Comparative Study on the Catalytic Activity of the TM–N2 Active Sites (TM = Mn, Fe, Co, Ni) in the Oxygen Reduction Reaction: Density Functional Theory Study

Abstract

We investigate the interaction of transition metal–nitrogen (TM–N2; TM = Mn, Fe, Co, and Ni) active sites with oxygen reduction reaction (ORR) related molecules using the density functional theory (DFT) calculations. Generally, the trend of molecular adsorption energy in TM–N2 systems is Mn–N2 > Fe–N2 > Co–N2 > NiN2. In the case of O2 adsorption, the O2 molecule is adsorbed with a symmetric side-on configuration on the TM–N2 systems, regardless the type of TM atom.
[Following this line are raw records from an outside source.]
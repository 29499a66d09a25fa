use std::io::{BufRead, Write as _};
use std::path::{Path, PathBuf};
use std::{env, io::IsTerminal};

use clap::{CommandFactory, Parser, Subcommand};

use impc_vm::{Machine, MachineIo};

#[derive(Debug, Parser)]
#[command(
    name = "impc",
    version,
    about = "Compiler for a small imperative language targeting a minimal register machine",
    long_about = None,
    override_usage = "impc [COMMAND] [INPUT]",
    after_help = "Examples:\n  impc path/to/input.imp\n  impc compile path/to/input.imp -o out.mr\n  impc run path/to/out.mr\n  impc --help"
)]
struct Cli {
    /// Optional explicit subcommand.
    #[command(subcommand)]
    command: Option<Commands>,

    /// Input source file.
    #[arg(value_name = "INPUT")]
    input: Option<PathBuf>,
}

#[derive(Debug, Subcommand)]
enum Commands {
    /// Compile a source file into a machine program.
    Compile(CompileArgs),
    /// Execute a compiled machine program.
    Run(RunArgs),
}

#[derive(Debug, Parser)]
struct CompileArgs {
    /// Input source file (.imp).
    #[arg(value_name = "INPUT")]
    input: PathBuf,
    /// Output program path.
    #[arg(short = 'o', long = "output", value_name = "PROGRAM_FILE")]
    output: Option<PathBuf>,
}

#[derive(Debug, Parser)]
struct RunArgs {
    /// Compiled program file (.mr).
    #[arg(value_name = "PROGRAM_FILE")]
    program: PathBuf,
}

fn main() {
    if let Err(err) = run() {
        eprintln!("{err}");
        std::process::exit(1);
    }
}

fn run() -> anyhow::Result<()> {
    let cli = Cli::parse();

    match cli.command {
        Some(Commands::Compile(args)) => compile_command(args),
        Some(Commands::Run(args)) => run_command(args),
        None => {
            let Some(input_path) = cli.input else {
                print_banner();
                println!();
                let mut command = Cli::command();
                command.print_help()?;
                println!();
                return Ok(());
            };
            build_command(input_path)
        }
    }
}

fn print_banner() {
    println!("impc, version {}.", env!("CARGO_PKG_VERSION"));
    println!("Compiles imperative source programs to register-machine code.");
}

fn compile_source_file(input_path: &Path) -> anyhow::Result<impc_core::CompileOutput> {
    let is_imp = input_path
        .extension()
        .and_then(|ext| ext.to_str())
        .is_some_and(|ext| ext.eq_ignore_ascii_case("imp"));
    if !is_imp {
        anyhow::bail!(
            "invalid input extension for '{}': expected .imp source file",
            input_path.display()
        );
    }

    let source = std::fs::read_to_string(input_path)?;
    impc_core::compile_source_with_options(
        &input_path.display().to_string(),
        &source,
        impc_core::CompileRenderOptions {
            color: stderr_supports_color(),
        },
    )
    .map_err(|error| anyhow::anyhow!(error.rendered))
}

fn stderr_supports_color() -> bool {
    if env::var_os("NO_COLOR").is_some() {
        return false;
    }

    if let Some(force) = env::var_os("CLICOLOR_FORCE") {
        return force != "0";
    }

    if let Some(choice) = env::var_os("CLICOLOR") {
        if choice == "0" {
            return false;
        }
    }

    std::io::stderr().is_terminal()
}

fn default_program_path_for_input(input_path: &Path) -> PathBuf {
    let stem = input_path
        .file_stem()
        .and_then(|stem| stem.to_str())
        .unwrap_or("out");
    let parent = input_path.parent().unwrap_or(Path::new("."));
    parent.join(format!("{stem}.mr"))
}

fn compile_command(args: CompileArgs) -> anyhow::Result<()> {
    let output = compile_source_file(&args.input)?;
    let out_path = args
        .output
        .unwrap_or_else(|| default_program_path_for_input(&args.input));
    std::fs::write(out_path, output.text)?;
    Ok(())
}

fn build_command(input_path: PathBuf) -> anyhow::Result<()> {
    let output = compile_source_file(&input_path)?;
    let out_path = default_program_path_for_input(&input_path);
    std::fs::write(out_path, output.text)?;
    Ok(())
}

/// Stdin/stdout connection for `impc run`: one decimal number per READ,
/// one output line per WRITE.
struct StdMachineIo {
    pending: Vec<u64>,
}

impl StdMachineIo {
    fn new() -> Self {
        Self {
            pending: Vec::new(),
        }
    }
}

impl MachineIo for StdMachineIo {
    fn read(&mut self) -> Option<u64> {
        loop {
            if let Some(value) = self.pending.pop() {
                return Some(value);
            }
            let mut line = String::new();
            if std::io::stdin().lock().read_line(&mut line).ok()? == 0 {
                return None;
            }
            // Values are whitespace separated; queue the whole line in
            // reverse so pop() hands them out in order.
            let mut values = Vec::new();
            for word in line.split_whitespace() {
                values.push(word.parse::<u64>().ok()?);
            }
            values.reverse();
            self.pending = values;
        }
    }

    fn write(&mut self, value: u64) {
        let mut stdout = std::io::stdout().lock();
        let _ = writeln!(stdout, "{value}");
    }
}

fn run_command(args: RunArgs) -> anyhow::Result<()> {
    let text = std::fs::read_to_string(&args.program)?;
    let program = impc_isa::parse_program(&text)
        .map_err(|error| anyhow::anyhow!("{}: {error}", args.program.display()))?;

    let mut io = StdMachineIo::new();
    Machine::new(&program)
        .run(&mut io)
        .map_err(|error| anyhow::anyhow!("{}: {error}", args.program.display()))?;
    Ok(())
}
We also find that when the reaction of the adsorbed HO2 molecule and an H atom takes place, instead of forming H2O2 molecule the reaction produces two OH radicals. From the evaluation of the potential energy surface profiles of the oxygen reduction reaction (ORR), we find that a direct four-electron reduction pathway could be facilitated on the TM–N2 active sites. However, all of the TM–N2 systems share the same main rate-limiting reaction, which is the OH reduction step. Generally, the edge-like TM–N2 active site has stronger molecular adsorption energy as compared to the TM–pyrrole-like active site. However, the strong molecular adsorption energy in the edge-like TM–N2 active site results in uphill energy profiles for some of ORR steps, even at a low electrode potential. This suggests that edge-like TM–N2 active site will have a relatively slower ORR rate as compared to the TM–pyrrole-like active site.